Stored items
---*---

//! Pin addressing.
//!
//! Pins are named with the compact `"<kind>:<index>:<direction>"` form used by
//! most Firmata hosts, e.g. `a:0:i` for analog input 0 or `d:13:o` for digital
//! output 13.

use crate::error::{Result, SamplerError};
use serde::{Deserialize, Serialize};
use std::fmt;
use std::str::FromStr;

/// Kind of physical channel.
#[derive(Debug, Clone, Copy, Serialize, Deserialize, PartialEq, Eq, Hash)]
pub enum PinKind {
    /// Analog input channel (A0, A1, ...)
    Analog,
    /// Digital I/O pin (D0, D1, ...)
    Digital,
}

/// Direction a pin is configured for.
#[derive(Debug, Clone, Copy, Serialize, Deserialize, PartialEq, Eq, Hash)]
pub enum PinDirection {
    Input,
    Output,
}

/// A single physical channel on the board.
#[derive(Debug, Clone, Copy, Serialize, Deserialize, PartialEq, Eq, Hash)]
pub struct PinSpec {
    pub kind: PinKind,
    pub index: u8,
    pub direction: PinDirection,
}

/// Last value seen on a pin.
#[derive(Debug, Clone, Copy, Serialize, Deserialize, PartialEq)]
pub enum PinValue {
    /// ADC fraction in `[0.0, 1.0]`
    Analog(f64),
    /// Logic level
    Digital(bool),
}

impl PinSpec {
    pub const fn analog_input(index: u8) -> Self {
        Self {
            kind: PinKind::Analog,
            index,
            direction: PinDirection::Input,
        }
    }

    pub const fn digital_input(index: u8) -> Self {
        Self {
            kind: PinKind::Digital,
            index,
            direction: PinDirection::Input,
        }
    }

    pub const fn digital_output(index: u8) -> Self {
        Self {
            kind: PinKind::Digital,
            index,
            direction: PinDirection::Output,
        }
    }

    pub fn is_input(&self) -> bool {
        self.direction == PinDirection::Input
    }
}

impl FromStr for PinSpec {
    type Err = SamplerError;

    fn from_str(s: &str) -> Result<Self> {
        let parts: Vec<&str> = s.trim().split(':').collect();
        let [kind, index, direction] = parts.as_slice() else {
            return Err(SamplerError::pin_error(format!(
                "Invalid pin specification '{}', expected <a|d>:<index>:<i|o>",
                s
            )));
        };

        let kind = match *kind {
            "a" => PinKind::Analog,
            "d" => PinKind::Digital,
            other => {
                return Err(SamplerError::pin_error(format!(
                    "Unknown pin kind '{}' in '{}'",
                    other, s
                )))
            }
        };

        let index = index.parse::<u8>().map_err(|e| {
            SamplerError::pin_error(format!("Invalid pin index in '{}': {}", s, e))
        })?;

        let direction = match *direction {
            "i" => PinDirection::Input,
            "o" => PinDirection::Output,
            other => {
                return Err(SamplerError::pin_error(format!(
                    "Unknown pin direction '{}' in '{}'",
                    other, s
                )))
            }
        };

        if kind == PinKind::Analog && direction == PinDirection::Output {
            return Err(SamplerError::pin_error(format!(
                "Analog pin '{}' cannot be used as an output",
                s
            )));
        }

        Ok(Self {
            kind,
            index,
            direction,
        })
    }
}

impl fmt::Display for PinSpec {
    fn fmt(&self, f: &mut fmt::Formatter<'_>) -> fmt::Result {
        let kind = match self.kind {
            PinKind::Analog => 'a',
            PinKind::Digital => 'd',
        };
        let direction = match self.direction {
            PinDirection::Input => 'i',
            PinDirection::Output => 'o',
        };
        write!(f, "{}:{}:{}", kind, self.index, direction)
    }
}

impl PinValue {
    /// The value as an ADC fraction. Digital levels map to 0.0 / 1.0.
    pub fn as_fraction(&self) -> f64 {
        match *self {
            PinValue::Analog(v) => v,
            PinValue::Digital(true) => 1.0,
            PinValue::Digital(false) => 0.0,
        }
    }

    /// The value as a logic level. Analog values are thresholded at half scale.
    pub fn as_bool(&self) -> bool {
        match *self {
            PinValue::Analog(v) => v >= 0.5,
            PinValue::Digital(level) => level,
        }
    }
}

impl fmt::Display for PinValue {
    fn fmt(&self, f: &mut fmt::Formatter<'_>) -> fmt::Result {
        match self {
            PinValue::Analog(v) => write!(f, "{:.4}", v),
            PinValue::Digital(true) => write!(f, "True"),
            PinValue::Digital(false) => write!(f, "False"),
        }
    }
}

---*---

**PROBLEM REQUIREMENTS**
Where a line of the data holds the word "SamplerError", copy that line.

**TASK OUTPUT**
use crate::error::{Result, SamplerError};
    type Err = SamplerError;
            return Err(SamplerError::pin_error(format!(
                return Err(SamplerError::pin_error(format!(
            SamplerError::pin_error(format!("Invalid pin index in '{}': {}", s, e))
                return Err(SamplerError::pin_error(format!(
            return Err(SamplerError::pin_error(format!(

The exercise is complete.